Marisa Müsing (she/they) is an artist & designer from Tkaronto, Canada. She has a background in architecture, having received her Bachelor of Architectural Studies from the University of Waterloo (UW), Cambridge, Canada, and her Masters of Art in Architecture from the Royal College of Art (RCA), London UK. Constantly driven by the process of fabrication and making, her work ranges from architecture, furniture design, 3D animations, fashion, painting and sculpture. Marisa has lectured and taught at Parsons School of Design, Harvard GSD, Rhode Island School of Design and ELISAVA Barcelona School of Design and Engineering.

In 2018 Marisa co-founded müsing-sellés with Álvaro Gómez-Sellés, a design and architecture studio that plays with furniture and the scalability of object creation. They have made international acclaim, presenting work in a variety of international galleries and shows including including Sight Unseen OFFSITE (NYC 2018), Salone del Mobile (Milan 2019), Nomad Circle (Venice 2019), Maison & Objet (Paris 2020), Collectible Design (Brussels 2020), Transatlantico at Mana Contemporary (New Jersey 2020), and Lake Como Design Festival (Lake Como 2020). Marisa has also recently started the design collective MAMUMIFI with Jennifer Laflamme, where they build stories and ethereal worlds exploring body, femininity, and our relationship to identity through furniture, sculpture, fashion and art. Marisa has presented her digital work in Cloud Tales for Softer Digital (Copenhagen 2023), Bitten Peach Exhibition with the Asian Arts and Culture Trust (Toronto 2023), CRNFT solo show (online 2022), and Hot Air group exhibition (New York 2018). As a mixed-asian queer artist, her work focuses on concepts of body and identity, experimenting through different mediums to express feminist ideals through artistic representation. She is constantly seeking new creative ventures in multiple mediums and scales that allow for playful & beautiful interpretations of the world.

The Kneeling Woman's Fresco

The project Mimicry & The Villa of Mysteries is a cyborg re-analysis of ancient frescoes in Pompeii, Italy.

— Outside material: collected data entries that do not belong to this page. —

//! Error types for the Paimon assistant.

use std::time::Duration;
use thiserror::Error;

/// Result type alias using [`Error`].
pub type Result<T> = std::result::Result<T, Error>;

/// Unified error type for the Paimon assistant.
#[derive(Error, Debug)]
pub enum Error {
    /// Documents could not be loaded or indexed.
    #[error("Ingestion failed: {message}")]
    Ingestion {
        /// Description of the ingestion failure.
        message: String,
    },

    /// Input was rejected by a guardrail before reaching the model.
    #[error("Policy violation: {reason}")]
    PolicyViolation {
        /// Name of the guardrail that rejected the input.
        guardrail: String,
        /// Reason given by the guardrail.
        reason: String,
    },

    /// Model output did not conform to the requested schema.
    #[error("Failed to parse model output as {target}: {message}")]
    OutputParsing {
        /// Name of the expected output type.
        target: String,
        /// Parser error message.
        message: String,
        /// The raw model output.
        raw: String,
    },

    /// Chat or embedding backend failure.
    #[error("Backend error ({backend}): {message}")]
    Backend {
        /// Backend name (openai, hashing, ...).
        backend: String,
        /// Error message.
        message: String,
    },

    /// Operation timed out.
    #[error("Operation timed out after {duration:?}")]
    Timeout {
        /// Duration before timeout.
        duration: Duration,
    },

    /// Rate limited by the backend.
    #[error("Rate limited: retry after {retry_after:?}")]
    RateLimited {
        /// Duration to wait before retrying.
        retry_after: Duration,
    },

    /// A tool could not be found or failed to run.
    #[error("Tool '{tool}' failed: {message}")]
    Tool {
        /// Tool name.
        tool: String,
        /// Error message.
        message: String,
    },

    /// The model kept requesting tools past the configured limit.
    #[error("Tool loop exceeded {max_rounds} rounds without a final answer")]
    ToolLoopExceeded {
        /// Maximum number of tool rounds.
        max_rounds: u32,
    },

    /// Invalid configuration provided.
    #[error("Invalid configuration: {message}")]
    InvalidConfig {
        /// Description of the configuration error.
        message: String,
    },

    /// I/O error.
    #[error("I/O error: {0}")]
    Io(#[from] std::io::Error),

    /// Serialization error.
    #[error("Serialization error: {0}")]
    Serialization(#[from] serde_json::Error),

    /// Internal error (unexpected state).
    #[error("Internal error: {message}")]
    Internal {
        /// Error message.
        message: String,
    },
}

impl Error {
    /// Returns `true` if this error is retryable.
    #[must_use]
    pub fn is_retryable(&self) -> bool {
        matches!(self, Self::Timeout { .. } | Self::RateLimited { .. })
    }

    /// Returns `true` if the caller's input caused the error.
    #[must_use]
    pub fn is_client_error(&self) -> bool {
        matches!(self, Self::PolicyViolation { .. } | Self::InvalidConfig { .. })
    }

    /// Creates an internal error with the given message.
    #[must_use]
    pub fn internal(message: impl Into<String>) -> Self {
        Self::Internal {
            message: message.into(),
        }
    }

    /// Creates a backend error with the given backend name and message.
    #[must_use]
    pub fn backend(backend: impl Into<String>, message: impl Into<String>) -> Self {
        Self::Backend {
            backend: backend.into(),
            message: message.into(),
        }
    }

    /// Creates an ingestion error.
    #[must_use]
    pub fn ingestion(message: impl Into<String>) -> Self {
        Self::Ingestion {
            message: message.into(),
        }
    }

    /// Creates a policy violation raised by the named guardrail.
    #[must_use]
    pub fn policy_violation(guardrail: impl Into<String>, reason: impl Into<String>) -> Self {
        Self::PolicyViolation {
            guardrail: guardrail.into(),
            reason: reason.into(),
        }
    }

    /// Creates a tool error.
    #[must_use]
    pub fn tool(tool: impl Into<String>, message: impl Into<String>) -> Self {
        Self::Tool {
            tool: tool.into(),
            message: message.into(),
        }
    }

    /// Creates an invalid configuration error.
    #[must_use]
    pub fn invalid_config(message: impl Into<String>) -> Self {
        Self::InvalidConfig {
            message: message.into(),
        }
    }
}
//! Shared HTTP plumbing.

use std::time::Duration;

use paimon_core::{Error, Result};
use reqwest::{Response, StatusCode};
use serde::{Deserialize, Serialize};

const BACKEND: &str = "openai";

/// Connection settings for an OpenAI-compatible endpoint.
#[derive(Debug, Clone, Serialize, Deserialize)]
#[serde(default)]
pub struct OpenAiConfig {
    /// Base URL, including any version prefix (e.g. `https://api.openai.com/v1`).
    pub base_url: String,
    /// Bearer token. Omitted from requests when unset or empty.
    pub api_key: Option<String>,
    /// Request timeout in seconds.
    pub timeout_secs: u64,
}

impl Default for OpenAiConfig {
    fn default() -> Self {
        Self {
            base_url: "https://api.openai.com/v1".to_string(),
            api_key: None,
            timeout_secs: 120,
        }
    }
}

/// HTTP client bound to one endpoint.
#[derive(Debug, Clone)]
pub struct OpenAiClient {
    http: reqwest::Client,
    base_url: String,
    api_key: Option<String>,
    timeout: Duration,
}

impl OpenAiClient {
    /// Creates a client.
    ///
    /// # Errors
    ///
    /// Returns an error if the HTTP client cannot be constructed.
    pub fn new(config: &OpenAiConfig) -> Result<Self> {
        let timeout = Duration::from_secs(config.timeout_secs.max(1));
        let http = reqwest::Client::builder()
            .timeout(timeout)
            .build()
            .map_err(|e| Error::invalid_config(format!("HTTP client: {e}")))?;

        Ok(Self {
            http,
            base_url: config.base_url.trim_end_matches('/').to_string(),
            api_key: config.api_key.clone().filter(|k| !k.is_empty()),
            timeout,
        })
    }

    /// Returns the endpoint base URL.
    #[must_use]
    pub fn base_url(&self) -> &str {
        &self.base_url
    }

    /// POSTs a JSON body to `path` and returns the successful response.
    ///
    /// # Errors
    ///
    /// Maps transport failures and non-2xx statuses onto [`Error`].
    pub async fn post_json(&self, path: &str, body: &serde_json::Value) -> Result<Response> {
        let url = format!("{}{}", self.base_url, path);
        let mut request = self.http.post(&url).json(body);
        if let Some(key) = &self.api_key {
            request = request.bearer_auth(key);
        }

        tracing::debug!(url = %url, "Sending request");

        let response = request.send().await.map_err(|e| self.map_transport(&e))?;
        check_status(response).await
    }

    /// Maps a reqwest failure onto [`Error`].
    pub(crate) fn map_transport(&self, err: &reqwest::Error) -> Error {
        if err.is_timeout() {
            Error::Timeout {
                duration: self.timeout,
            }
        } else {
            Error::backend(BACKEND, err.to_string())
        }
    }
}

async fn check_status(response: Response) -> Result<Response> {
    let status = response.status();
    if status.is_success() {
        return Ok(response);
    }

    if status == StatusCode::TOO_MANY_REQUESTS {
        let retry_after = response
            .headers()
            .get(reqwest::header::RETRY_AFTER)
            .and_then(|v| v.to_str().ok())
            .and_then(|v| v.trim().parse::<u64>().ok())
            .unwrap_or(1);
        return Err(Error::RateLimited {
            retry_after: Duration::from_secs(retry_after),
        });
    }

    let body = response.text().await.unwrap_or_default();
    tracing::warn!(status = %status, body = %body, "Backend returned an error");
    Err(Error::backend(BACKEND, format!("HTTP {status}: {body}")))
}
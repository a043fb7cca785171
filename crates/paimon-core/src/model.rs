//! The chat model boundary.

use async_trait::async_trait;

use crate::error::Result;
use crate::request::ChatRequest;
use crate::response::ChatResponse;
use crate::streaming::ChatStream;
use crate::types::ModelId;

/// Trait implemented by chat-completion backends.
#[async_trait]
pub trait ChatModel: Send + Sync {
    /// Generates a single completion for the request.
    async fn chat(&self, request: ChatRequest) -> Result<ChatResponse>;

    /// Generates a completion as a stream of chunks.
    ///
    /// The default implementation replays [`ChatModel::chat`] as a stream.
    /// Dropping the returned stream must release the underlying connection.
    async fn chat_stream(&self, request: ChatRequest) -> Result<ChatStream> {
        let response = self.chat(request).await?;
        Ok(ChatStream::from_response(response))
    }

    /// Returns the model identifier used when a request names none.
    fn model_id(&self) -> &ModelId;
}
//! # Stolas
//!
//! *"The Prince reveals hidden knowledge"*
//!
//! Stolas is the knowledge engine for Paimon,
//! turning a directory of documents into a queryable in-memory index.
//!
//! ## Features
//!
//! - **Document Loading**: Filesystem loader with provenance metadata
//! - **Splitting**: Paragraph-aware segmentation with bounded overlap
//! - **Embedding**: Pluggable embedders and similarity helpers
//! - **Retrieval**: Thresholded top-K search over an in-memory store

#![warn(missing_docs)]
#![warn(clippy::all)]

pub mod document;
pub mod embedding;
pub mod ingest;
pub mod knowledge;
pub mod loader;
pub mod rag;
pub mod splitter;
pub mod store;
pub mod transformer;

pub use document::{Document, Metadata, TextSegment};
pub use embedding::{cosine_similarity, relevance_score, Embedder, HashingEmbedder};
pub use ingest::{EmbeddingIngestor, IngestionReport};
pub use knowledge::{IngestFailurePolicy, IngestStatus, KnowledgeBase, KnowledgeBaseConfig};
pub use loader::FileSystemDocumentLoader;
pub use rag::{augment_with, build_context, ContentRetriever, RagPipeline, RetrievalConfig};
pub use splitter::{DocumentSplitter, ParagraphSplitter, Span};
pub use store::{InMemoryStore, SearchParams, SearchResult, VectorRecord, VectorStore};
pub use transformer::{FileNamePrefixTransformer, SegmentTransformer};
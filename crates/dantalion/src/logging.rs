//! Structured logging configuration.

use tracing_subscriber::{
    fmt::{self, format::FmtSpan},
    layer::SubscriberExt,
    util::SubscriberInitExt,
    EnvFilter,
};

use crate::TelemetryConfig;

/// Builds the event filter: `RUST_LOG` when set and valid, otherwise the
/// configured level, otherwise `info`.
#[must_use]
pub fn build_filter(config: &TelemetryConfig) -> EnvFilter {
    EnvFilter::try_from_default_env()
        .or_else(|_| EnvFilter::try_new(&config.log_level))
        .unwrap_or_else(|_| EnvFilter::new("info"))
}

/// Initializes logging based on configuration.
///
/// Returns `false` if a global subscriber was already installed.
pub fn init_logging(config: &TelemetryConfig) -> bool {
    let filter = build_filter(config);

    let installed = if config.json_logs {
        tracing_subscriber::registry()
            .with(filter)
            .with(fmt::layer().json().with_span_events(FmtSpan::CLOSE))
            .try_init()
    } else {
        tracing_subscriber::registry()
            .with(filter)
            .with(
                fmt::layer()
                    .with_target(true)
                    .with_thread_ids(false)
                    .with_file(false)
                    .with_line_number(false),
            )
            .try_init()
    }
    .is_ok();

    if installed {
        tracing::info!(
            service = %config.service_name,
            level = %config.log_level,
            json = config.json_logs,
            "Logging initialized"
        );
    }
    installed
}
//! HTTP server exposing the assistant.
//!
//! JSON endpoints for synchronous and structured chat, and a Server-Sent
//! Events endpoint for streaming chat.

use std::borrow::Cow;
use std::convert::Infallible;
use std::future::Future;
use std::net::SocketAddr;
use std::sync::atomic::{AtomicBool, Ordering};
use std::sync::Arc;
use std::time::Instant;

use axum::extract::{Query, State};
use axum::http::StatusCode;
use axum::response::sse::{Event, KeepAlive};
use axum::response::{IntoResponse, Response, Sse};
use axum::routing::{get, post};
use axum::{Json, Router};
use beleth::Assistant;
use chrono::{DateTime, Utc};
use futures::StreamExt;
use paimon_core::{ConversationId, Error, Result};
use serde::{Deserialize, Serialize};
use serde_json::{json, Value};
use stolas::IngestStatus;
use tokio::net::TcpListener;
use tower_http::cors::CorsLayer;
use tower_http::trace::TraceLayer;

/// Server configuration.
#[derive(Debug, Clone, Serialize, Deserialize)]
#[serde(default)]
pub struct ServerConfig {
    /// Listen host.
    pub host: String,
    /// Listen port.
    pub port: u16,
    /// Enable permissive CORS.
    pub cors: bool,
}

impl Default for ServerConfig {
    fn default() -> Self {
        Self {
            host: "0.0.0.0".to_string(),
            port: 8081,
            cors: true,
        }
    }
}

impl ServerConfig {
    /// Resolves the listen address.
    ///
    /// # Errors
    ///
    /// Returns an error if host and port do not form a socket address.
    pub fn addr(&self) -> Result<SocketAddr> {
        format!("{}:{}", self.host, self.port)
            .parse()
            .map_err(|e| Error::invalid_config(format!("server address: {e}")))
    }
}

/// Shared application state.
pub struct AppState {
    /// The assistant serving requests.
    pub assistant: Assistant,
    /// Outcome of startup ingestion.
    pub knowledge: IngestStatus,
    /// Server start time.
    pub start_time: Instant,
    /// Wall-clock start time.
    pub started_at: DateTime<Utc>,
    ready: AtomicBool,
}

impl AppState {
    /// Creates new app state.
    #[must_use]
    pub fn new(assistant: Assistant, knowledge: IngestStatus) -> Self {
        Self {
            assistant,
            knowledge,
            start_time: Instant::now(),
            started_at: Utc::now(),
            ready: AtomicBool::new(false),
        }
    }

    /// Returns true once the server accepts traffic.
    #[must_use]
    pub fn is_ready(&self) -> bool {
        self.ready.load(Ordering::Acquire)
    }
}

/// The HTTP server.
pub struct Server {
    config: ServerConfig,
    state: Arc<AppState>,
}

impl Server {
    /// Creates a server over an assistant whose knowledge base is already
    /// ingested.
    #[must_use]
    pub fn new(config: ServerConfig, assistant: Assistant, knowledge: IngestStatus) -> Self {
        Self {
            config,
            state: Arc::new(AppState::new(assistant, knowledge)),
        }
    }

    /// Returns the shared state.
    #[must_use]
    pub fn state(&self) -> &Arc<AppState> {
        &self.state
    }

    /// Creates the router.
    pub fn router(&self) -> Router {
        let mut router = Router::new()
            .route("/health", get(health))
            .route("/ready", get(ready))
            .route("/api/status", get(server_status))
            .route("/api/ai/chat", post(chat))
            .route("/api/ai/report", post(report))
            .route("/api/ai/chat/stream", get(chat_stream))
            .with_state(self.state.clone());

        router = router.layer(TraceLayer::new_for_http());

        if self.config.cors {
            router = router.layer(CorsLayer::permissive());
        }

        router
    }

    /// Binds the configured address and serves until Ctrl+C or SIGTERM.
    ///
    /// # Errors
    ///
    /// Returns an error if the address cannot be bound or the server fails.
    pub async fn run(self) -> Result<()> {
        let addr = self.config.addr()?;
        let listener = TcpListener::bind(addr).await?;

        tracing::info!(addr = %addr, "Starting Paimon server");
        eprintln!("\n\x1b[32m✓\x1b[0m Server listening on http://{addr}");
        eprintln!("  Press Ctrl+C to stop\n");

        self.serve(listener, shutdown_signal()).await?;

        tracing::info!("Server shutdown complete");
        eprintln!("\x1b[32m✓\x1b[0m Server stopped");
        Ok(())
    }

    /// Serves on an already bound listener until `shutdown` resolves.
    ///
    /// # Errors
    ///
    /// Returns an error if the server fails.
    pub async fn serve<F>(self, listener: TcpListener, shutdown: F) -> Result<()>
    where
        F: Future<Output = ()> + Send + 'static,
    {
        let router = self.router();
        self.state.ready.store(true, Ordering::Release);

        axum::serve(listener, router)
            .with_graceful_shutdown(shutdown)
            .await
            .map_err(|e| Error::internal(e.to_string()))
    }
}

async fn shutdown_signal() {
    let ctrl_c = async {
        if let Err(e) = tokio::signal::ctrl_c().await {
            tracing::error!(error = %e, "Failed to install Ctrl+C handler");
            std::future::pending::<()>().await;
        }
    };

    #[cfg(unix)]
    let terminate = async {
        match tokio::signal::unix::signal(tokio::signal::unix::SignalKind::terminate()) {
            Ok(mut signal) => {
                signal.recv().await;
            }
            Err(e) => {
                tracing::error!(error = %e, "Failed to install SIGTERM handler");
                std::future::pending::<()>().await;
            }
        }
    };

    #[cfg(not(unix))]
    let terminate = std::future::pending::<()>();

    tokio::select! {
        () = ctrl_c => {
            eprintln!("\n\x1b[33m⚡\x1b[0m Received Ctrl+C, shutting down gracefully...");
        },
        () = terminate => {
            eprintln!("\n\x1b[33m⚡\x1b[0m Received SIGTERM, shutting down gracefully...");
        },
    }
}

// === Error Response ===

#[derive(Debug, Serialize)]
struct ErrorResponse {
    error: ErrorDetail,
}

#[derive(Debug, Serialize)]
struct ErrorDetail {
    message: String,
    #[serde(rename = "type")]
    error_type: String,
}

impl ErrorResponse {
    fn new(message: impl Into<String>, error_type: impl Into<String>) -> Self {
        Self {
            error: ErrorDetail {
                message: message.into(),
                error_type: error_type.into(),
            },
        }
    }
}

fn error_response(status: StatusCode, message: &str, error_type: &str) -> Response {
    let body = Json(ErrorResponse::new(message, error_type));
    (status, body).into_response()
}

/// Maps an assistant error to an HTTP status and error type.
fn classify(error: &Error) -> (StatusCode, &'static str) {
    match error {
        Error::PolicyViolation { .. } => (StatusCode::BAD_REQUEST, "policy_violation"),
        Error::InvalidConfig { .. } => (StatusCode::BAD_REQUEST, "invalid_request_error"),
        Error::OutputParsing { .. } => (StatusCode::UNPROCESSABLE_ENTITY, "output_parsing_error"),
        Error::Backend { .. } => (StatusCode::BAD_GATEWAY, "backend_error"),
        Error::RateLimited { .. } => (StatusCode::TOO_MANY_REQUESTS, "rate_limited"),
        Error::Timeout { .. } => (StatusCode::GATEWAY_TIMEOUT, "timeout"),
        Error::Tool { .. } | Error::ToolLoopExceeded { .. } => {
            (StatusCode::INTERNAL_SERVER_ERROR, "tool_error")
        }
        _ => (StatusCode::INTERNAL_SERVER_ERROR, "internal_error"),
    }
}

fn assistant_error(error: &Error) -> Response {
    let (status, error_type) = classify(error);
    if status.is_server_error() {
        tracing::error!(error = %error, "Assistant request failed");
    } else {
        tracing::debug!(error = %error, "Assistant request rejected");
    }
    error_response(status, &error.to_string(), error_type)
}

fn empty_message() -> Response {
    error_response(
        StatusCode::BAD_REQUEST,
        "message must not be empty",
        "invalid_request_error",
    )
}

// === Health Endpoints ===

async fn health() -> &'static str {
    "OK"
}

async fn ready(State(state): State<Arc<AppState>>) -> Response {
    if state.is_ready() {
        (StatusCode::OK, "Ready").into_response()
    } else {
        (StatusCode::SERVICE_UNAVAILABLE, "Starting").into_response()
    }
}

#[derive(Debug, Serialize)]
struct ServerStatus {
    status: String,
    started_at: DateTime<Utc>,
    uptime_seconds: u64,
    knowledge: Value,
    conversations: usize,
    tools: Vec<String>,
}

fn knowledge_json(status: &IngestStatus) -> Value {
    match status {
        IngestStatus::Ready {
            documents,
            segments,
        } => json!({ "state": "ready", "documents": documents, "segments": segments }),
        IngestStatus::Degraded { reason } => json!({ "state": "degraded", "reason": reason }),
    }
}

async fn server_status(State(state): State<Arc<AppState>>) -> Json<ServerStatus> {
    Json(ServerStatus {
        status: "running".to_string(),
        started_at: state.started_at,
        uptime_seconds: state.start_time.elapsed().as_secs(),
        knowledge: knowledge_json(&state.knowledge),
        conversations: state.assistant.memory().conversations(),
        tools: state
            .assistant
            .tools()
            .list()
            .into_iter()
            .map(str::to_string)
            .collect(),
    })
}

// === Assistant Endpoints ===

/// Conversation identifier given as a JSON number or string.
#[derive(Debug, Clone, Deserialize)]
#[serde(untagged)]
enum MemoryId {
    Number(i64),
    Text(String),
}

Working with AI to generate new identities for characters painted in Room 5 of the Villa of Mysteries, the work aims to translate our patriarchal histories to build new queer cyberfeminist architectural perspectives that can live beyond the walls of the ancient fresco. Looking at the excavation of ancient sites, the project reflects how reinterpreting through digital tools can provide new narratives for our past and present. In collaboration with AI, the work translates new stories and architectures for the women painted on the walls of Pompeii through a queer cyberfeminist methodology. 

The project reinvestigates the stories of four prominent women in the site, the Domina, the Fleeing Woman, the Bride and the Kneeling Woman. Using architecture as a tool to explore identity, new environments for each of the characters are translated from previous writers and contemporary cyberfeminist theory. The project includes physical artefacts and digital environments for each of the translated women, including sculpture, video work, large scale installation and sound design.

From tourist paraphernalia to photographic reproductions and artistic re-interpretations, the Villa of Mysteries has amassed an accretion of surfaces and mimicked layers. Disruptive excavation procedures of the early 1900s physically altered the imagery of the walls, and countless perspectives of the figures and their actions have unfolded through gender analysis, psychoanalysis, writing, and art, looking to reveal the mystery of the scene. Notably, the male gaze formalised sexist and objectifying stories for the women depicted on the walls, being described by the likes of Sigmund Freud and August Maiuri as ‘intruigingly psycho-erotic subject matter’, ‘the sensual’ ‘voluptuous bodies’ being ‘perfectly preserved youthful beauties’. A cyberfeminist analysis of the site can provide a new common language to interpret the architecture of the Villa of Mysteries and tell revised stories for these women that moves away from the patriarchal lens of the past.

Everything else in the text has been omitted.